INSTRUCTIONS FOR THE TASK:
Taking the records below, count the lines in which "score" appears and supply only the count.

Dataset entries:
================================

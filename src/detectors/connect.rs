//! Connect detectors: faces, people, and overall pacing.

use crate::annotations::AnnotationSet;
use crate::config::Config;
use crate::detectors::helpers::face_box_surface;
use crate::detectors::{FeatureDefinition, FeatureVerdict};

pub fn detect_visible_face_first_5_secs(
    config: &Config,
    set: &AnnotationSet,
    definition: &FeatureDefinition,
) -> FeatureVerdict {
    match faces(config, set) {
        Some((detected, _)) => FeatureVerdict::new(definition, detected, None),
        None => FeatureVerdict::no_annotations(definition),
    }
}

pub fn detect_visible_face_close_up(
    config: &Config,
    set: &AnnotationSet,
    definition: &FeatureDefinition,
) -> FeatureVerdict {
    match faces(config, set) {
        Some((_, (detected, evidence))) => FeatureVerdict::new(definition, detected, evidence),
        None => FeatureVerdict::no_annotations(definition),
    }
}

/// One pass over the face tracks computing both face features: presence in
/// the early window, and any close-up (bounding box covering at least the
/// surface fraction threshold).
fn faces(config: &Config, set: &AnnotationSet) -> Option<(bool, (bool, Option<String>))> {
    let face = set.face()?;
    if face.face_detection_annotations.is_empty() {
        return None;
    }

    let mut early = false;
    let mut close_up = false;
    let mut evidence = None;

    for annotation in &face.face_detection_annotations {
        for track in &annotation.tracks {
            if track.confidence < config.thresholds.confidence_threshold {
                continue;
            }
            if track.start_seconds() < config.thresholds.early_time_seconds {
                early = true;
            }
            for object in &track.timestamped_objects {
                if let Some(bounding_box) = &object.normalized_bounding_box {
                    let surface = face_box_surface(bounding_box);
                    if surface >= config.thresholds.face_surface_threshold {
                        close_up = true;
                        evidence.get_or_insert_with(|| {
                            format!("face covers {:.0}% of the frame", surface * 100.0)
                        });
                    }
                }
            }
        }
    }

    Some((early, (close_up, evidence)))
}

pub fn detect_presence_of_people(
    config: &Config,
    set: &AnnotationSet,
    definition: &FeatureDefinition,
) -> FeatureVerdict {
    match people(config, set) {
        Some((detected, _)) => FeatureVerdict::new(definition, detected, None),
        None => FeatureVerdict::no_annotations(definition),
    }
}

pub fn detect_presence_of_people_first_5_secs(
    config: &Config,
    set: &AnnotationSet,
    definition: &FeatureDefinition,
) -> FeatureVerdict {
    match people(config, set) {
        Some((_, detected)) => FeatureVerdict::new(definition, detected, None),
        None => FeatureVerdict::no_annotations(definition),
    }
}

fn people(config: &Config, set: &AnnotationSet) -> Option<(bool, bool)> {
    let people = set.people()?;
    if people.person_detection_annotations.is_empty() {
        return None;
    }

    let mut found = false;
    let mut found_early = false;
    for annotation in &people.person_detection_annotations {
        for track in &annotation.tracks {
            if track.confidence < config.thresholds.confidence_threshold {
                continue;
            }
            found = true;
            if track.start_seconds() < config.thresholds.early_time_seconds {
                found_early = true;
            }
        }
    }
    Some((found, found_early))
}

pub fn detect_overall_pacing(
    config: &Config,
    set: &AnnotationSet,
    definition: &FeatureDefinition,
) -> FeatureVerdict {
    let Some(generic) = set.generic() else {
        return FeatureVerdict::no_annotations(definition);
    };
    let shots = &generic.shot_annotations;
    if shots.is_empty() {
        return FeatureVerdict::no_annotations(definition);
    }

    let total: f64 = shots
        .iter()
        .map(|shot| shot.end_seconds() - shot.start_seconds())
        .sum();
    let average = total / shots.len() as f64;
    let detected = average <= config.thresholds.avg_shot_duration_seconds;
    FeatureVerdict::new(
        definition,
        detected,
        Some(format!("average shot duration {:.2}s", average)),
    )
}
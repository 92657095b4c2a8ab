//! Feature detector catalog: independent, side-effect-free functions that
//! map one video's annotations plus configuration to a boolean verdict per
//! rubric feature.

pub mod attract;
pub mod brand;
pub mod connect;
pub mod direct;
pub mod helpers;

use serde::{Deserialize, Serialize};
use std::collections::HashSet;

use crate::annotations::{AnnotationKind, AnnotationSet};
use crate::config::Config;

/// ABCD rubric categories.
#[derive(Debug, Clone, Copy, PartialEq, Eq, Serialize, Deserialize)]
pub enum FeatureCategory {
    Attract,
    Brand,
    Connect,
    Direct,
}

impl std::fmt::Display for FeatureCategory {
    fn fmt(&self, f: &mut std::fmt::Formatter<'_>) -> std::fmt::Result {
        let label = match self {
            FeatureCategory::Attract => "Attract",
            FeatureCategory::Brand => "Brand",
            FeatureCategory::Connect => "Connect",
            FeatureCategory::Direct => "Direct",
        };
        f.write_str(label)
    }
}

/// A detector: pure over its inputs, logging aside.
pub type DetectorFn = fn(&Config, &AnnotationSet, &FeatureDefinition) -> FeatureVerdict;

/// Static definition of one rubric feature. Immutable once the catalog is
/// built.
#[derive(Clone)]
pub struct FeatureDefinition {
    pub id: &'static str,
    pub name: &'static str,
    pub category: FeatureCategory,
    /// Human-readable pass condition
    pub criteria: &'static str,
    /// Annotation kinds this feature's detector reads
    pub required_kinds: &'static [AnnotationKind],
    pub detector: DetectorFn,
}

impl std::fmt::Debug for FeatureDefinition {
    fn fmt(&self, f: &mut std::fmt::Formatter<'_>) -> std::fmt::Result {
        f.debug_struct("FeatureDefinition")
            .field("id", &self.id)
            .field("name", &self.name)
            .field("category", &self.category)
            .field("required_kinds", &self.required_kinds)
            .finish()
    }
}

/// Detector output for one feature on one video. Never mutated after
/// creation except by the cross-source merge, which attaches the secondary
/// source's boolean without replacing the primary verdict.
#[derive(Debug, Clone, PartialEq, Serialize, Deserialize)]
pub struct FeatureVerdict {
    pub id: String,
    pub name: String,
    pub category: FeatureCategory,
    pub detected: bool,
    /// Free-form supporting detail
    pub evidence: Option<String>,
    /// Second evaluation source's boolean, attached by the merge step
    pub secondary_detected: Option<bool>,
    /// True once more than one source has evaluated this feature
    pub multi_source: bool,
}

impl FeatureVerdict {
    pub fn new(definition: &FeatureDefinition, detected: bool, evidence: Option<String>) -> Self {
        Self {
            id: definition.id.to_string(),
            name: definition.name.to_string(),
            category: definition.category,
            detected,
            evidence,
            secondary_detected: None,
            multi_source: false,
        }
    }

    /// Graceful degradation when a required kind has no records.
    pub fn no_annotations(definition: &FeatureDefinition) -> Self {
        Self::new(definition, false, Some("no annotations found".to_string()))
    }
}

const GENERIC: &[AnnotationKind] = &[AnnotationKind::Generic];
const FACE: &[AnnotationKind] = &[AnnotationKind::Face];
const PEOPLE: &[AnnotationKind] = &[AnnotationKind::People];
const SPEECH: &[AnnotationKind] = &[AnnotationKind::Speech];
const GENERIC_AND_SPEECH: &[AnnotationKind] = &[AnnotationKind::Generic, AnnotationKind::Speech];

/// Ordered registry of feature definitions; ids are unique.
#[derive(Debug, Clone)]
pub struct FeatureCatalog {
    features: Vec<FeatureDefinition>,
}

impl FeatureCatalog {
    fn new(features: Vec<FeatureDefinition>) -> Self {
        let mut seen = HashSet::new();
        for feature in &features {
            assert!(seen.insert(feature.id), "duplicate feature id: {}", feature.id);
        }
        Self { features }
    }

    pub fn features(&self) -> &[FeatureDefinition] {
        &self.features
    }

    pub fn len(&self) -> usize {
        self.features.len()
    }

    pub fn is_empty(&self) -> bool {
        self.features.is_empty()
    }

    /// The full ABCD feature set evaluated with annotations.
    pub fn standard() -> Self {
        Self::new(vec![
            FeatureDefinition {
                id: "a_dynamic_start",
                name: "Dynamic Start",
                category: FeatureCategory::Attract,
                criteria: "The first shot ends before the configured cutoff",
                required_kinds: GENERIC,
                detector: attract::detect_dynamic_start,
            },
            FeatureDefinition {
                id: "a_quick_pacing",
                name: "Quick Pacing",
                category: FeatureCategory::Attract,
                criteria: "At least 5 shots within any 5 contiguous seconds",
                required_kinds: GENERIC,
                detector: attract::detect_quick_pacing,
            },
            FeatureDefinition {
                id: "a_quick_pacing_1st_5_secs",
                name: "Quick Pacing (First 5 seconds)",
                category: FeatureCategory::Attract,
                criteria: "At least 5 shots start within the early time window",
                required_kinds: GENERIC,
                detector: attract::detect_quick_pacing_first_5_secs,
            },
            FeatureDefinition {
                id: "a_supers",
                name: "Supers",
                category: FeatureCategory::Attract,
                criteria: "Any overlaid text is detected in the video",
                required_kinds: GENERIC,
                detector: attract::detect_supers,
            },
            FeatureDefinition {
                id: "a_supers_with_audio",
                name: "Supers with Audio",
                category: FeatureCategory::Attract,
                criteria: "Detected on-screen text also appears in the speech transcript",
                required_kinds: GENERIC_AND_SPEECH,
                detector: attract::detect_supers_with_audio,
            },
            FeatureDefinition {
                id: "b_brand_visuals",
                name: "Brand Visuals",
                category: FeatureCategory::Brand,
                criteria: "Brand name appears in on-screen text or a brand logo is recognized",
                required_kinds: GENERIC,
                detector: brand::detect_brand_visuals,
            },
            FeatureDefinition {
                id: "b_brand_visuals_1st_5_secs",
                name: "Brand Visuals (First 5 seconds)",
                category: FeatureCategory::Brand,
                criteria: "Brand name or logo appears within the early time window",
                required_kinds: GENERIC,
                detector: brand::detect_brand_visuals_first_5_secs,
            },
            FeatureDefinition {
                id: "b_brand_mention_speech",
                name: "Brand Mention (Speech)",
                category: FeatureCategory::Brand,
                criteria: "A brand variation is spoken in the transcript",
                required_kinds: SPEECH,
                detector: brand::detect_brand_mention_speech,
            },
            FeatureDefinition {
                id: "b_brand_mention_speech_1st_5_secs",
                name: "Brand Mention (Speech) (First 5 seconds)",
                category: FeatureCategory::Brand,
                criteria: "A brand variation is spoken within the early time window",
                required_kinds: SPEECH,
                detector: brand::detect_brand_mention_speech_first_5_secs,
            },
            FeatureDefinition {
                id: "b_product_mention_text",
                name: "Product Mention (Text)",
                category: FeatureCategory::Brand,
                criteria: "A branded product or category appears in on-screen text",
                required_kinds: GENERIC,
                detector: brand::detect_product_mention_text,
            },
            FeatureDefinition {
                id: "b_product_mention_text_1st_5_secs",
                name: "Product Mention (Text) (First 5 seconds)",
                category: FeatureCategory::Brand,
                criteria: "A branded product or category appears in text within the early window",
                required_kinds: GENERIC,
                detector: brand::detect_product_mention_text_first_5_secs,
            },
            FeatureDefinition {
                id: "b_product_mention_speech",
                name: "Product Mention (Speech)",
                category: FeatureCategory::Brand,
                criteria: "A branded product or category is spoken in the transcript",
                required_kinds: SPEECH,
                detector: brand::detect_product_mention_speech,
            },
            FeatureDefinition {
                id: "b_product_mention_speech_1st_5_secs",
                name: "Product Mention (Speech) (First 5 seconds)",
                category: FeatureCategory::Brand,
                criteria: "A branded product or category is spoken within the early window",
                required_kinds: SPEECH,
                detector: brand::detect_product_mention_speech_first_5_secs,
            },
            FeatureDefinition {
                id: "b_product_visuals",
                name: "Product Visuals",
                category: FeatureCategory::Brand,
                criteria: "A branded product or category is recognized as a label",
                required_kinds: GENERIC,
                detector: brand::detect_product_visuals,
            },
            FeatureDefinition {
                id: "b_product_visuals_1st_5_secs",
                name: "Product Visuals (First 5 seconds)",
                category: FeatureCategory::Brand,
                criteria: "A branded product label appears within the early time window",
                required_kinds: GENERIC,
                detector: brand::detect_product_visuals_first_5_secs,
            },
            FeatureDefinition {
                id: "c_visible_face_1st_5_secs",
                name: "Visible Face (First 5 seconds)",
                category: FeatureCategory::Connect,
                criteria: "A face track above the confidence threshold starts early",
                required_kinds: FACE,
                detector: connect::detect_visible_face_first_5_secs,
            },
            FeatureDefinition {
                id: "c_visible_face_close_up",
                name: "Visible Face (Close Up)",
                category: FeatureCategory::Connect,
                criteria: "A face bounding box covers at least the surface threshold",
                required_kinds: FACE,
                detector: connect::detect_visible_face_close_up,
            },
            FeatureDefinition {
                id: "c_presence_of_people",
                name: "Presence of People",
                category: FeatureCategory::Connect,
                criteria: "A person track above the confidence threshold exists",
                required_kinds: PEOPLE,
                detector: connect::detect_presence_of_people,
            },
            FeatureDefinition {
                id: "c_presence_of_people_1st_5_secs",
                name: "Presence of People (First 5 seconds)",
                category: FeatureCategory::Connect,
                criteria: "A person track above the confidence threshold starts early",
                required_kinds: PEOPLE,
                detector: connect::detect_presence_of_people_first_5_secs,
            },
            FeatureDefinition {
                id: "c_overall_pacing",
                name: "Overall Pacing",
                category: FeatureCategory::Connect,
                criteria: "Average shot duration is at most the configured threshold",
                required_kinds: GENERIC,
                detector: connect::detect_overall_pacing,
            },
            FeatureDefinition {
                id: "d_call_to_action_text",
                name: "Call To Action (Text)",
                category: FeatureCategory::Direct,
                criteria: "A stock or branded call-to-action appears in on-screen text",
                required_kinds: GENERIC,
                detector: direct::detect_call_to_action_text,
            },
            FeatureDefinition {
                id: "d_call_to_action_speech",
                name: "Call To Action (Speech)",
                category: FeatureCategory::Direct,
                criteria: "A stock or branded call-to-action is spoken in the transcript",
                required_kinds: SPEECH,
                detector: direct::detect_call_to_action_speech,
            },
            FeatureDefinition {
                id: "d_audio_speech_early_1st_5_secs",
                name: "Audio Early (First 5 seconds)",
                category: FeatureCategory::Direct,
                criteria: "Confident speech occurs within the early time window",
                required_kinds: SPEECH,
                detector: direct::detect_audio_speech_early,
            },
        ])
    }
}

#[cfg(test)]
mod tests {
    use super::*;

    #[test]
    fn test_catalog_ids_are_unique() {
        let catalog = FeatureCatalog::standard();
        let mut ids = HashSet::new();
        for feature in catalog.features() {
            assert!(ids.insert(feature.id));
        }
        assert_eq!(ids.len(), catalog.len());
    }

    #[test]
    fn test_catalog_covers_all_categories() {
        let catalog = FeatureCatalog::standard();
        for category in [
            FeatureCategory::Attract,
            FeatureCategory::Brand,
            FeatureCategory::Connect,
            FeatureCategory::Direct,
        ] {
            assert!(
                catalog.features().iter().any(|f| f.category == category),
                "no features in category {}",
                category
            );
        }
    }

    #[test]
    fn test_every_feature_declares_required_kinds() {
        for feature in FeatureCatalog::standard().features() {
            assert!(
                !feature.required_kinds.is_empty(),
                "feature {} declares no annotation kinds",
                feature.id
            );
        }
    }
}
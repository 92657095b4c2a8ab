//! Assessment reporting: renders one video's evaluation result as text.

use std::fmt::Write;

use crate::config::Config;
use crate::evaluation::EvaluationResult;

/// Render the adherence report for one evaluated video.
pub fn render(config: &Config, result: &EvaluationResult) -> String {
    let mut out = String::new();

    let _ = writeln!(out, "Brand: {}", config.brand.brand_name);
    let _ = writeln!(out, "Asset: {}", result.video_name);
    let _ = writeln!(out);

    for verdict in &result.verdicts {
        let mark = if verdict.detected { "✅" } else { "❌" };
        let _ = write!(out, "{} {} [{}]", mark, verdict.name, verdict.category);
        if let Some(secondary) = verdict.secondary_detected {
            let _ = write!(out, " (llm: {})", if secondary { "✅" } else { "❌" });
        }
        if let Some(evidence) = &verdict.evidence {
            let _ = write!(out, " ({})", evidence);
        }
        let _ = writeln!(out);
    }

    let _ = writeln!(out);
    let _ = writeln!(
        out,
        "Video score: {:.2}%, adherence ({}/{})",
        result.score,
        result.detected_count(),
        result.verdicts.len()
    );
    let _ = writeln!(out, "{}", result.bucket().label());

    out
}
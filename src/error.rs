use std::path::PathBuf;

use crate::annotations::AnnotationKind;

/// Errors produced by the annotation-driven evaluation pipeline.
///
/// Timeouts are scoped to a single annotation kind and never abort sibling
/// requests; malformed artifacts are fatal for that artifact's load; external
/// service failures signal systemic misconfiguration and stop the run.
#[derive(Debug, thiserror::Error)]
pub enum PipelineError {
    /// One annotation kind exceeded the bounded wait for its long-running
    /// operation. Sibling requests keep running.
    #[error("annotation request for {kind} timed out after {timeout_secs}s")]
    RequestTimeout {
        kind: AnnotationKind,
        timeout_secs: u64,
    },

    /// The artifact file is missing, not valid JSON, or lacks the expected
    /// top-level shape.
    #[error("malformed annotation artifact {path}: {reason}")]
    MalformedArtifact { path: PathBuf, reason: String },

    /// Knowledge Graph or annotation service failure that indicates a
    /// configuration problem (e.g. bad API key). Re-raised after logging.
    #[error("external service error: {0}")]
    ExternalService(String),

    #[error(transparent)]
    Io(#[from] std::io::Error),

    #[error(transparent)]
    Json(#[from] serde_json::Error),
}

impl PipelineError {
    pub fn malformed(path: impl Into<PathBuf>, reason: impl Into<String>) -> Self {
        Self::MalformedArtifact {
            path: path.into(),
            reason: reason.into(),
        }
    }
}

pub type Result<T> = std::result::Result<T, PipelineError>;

================================

YOUR RESPONSE:
2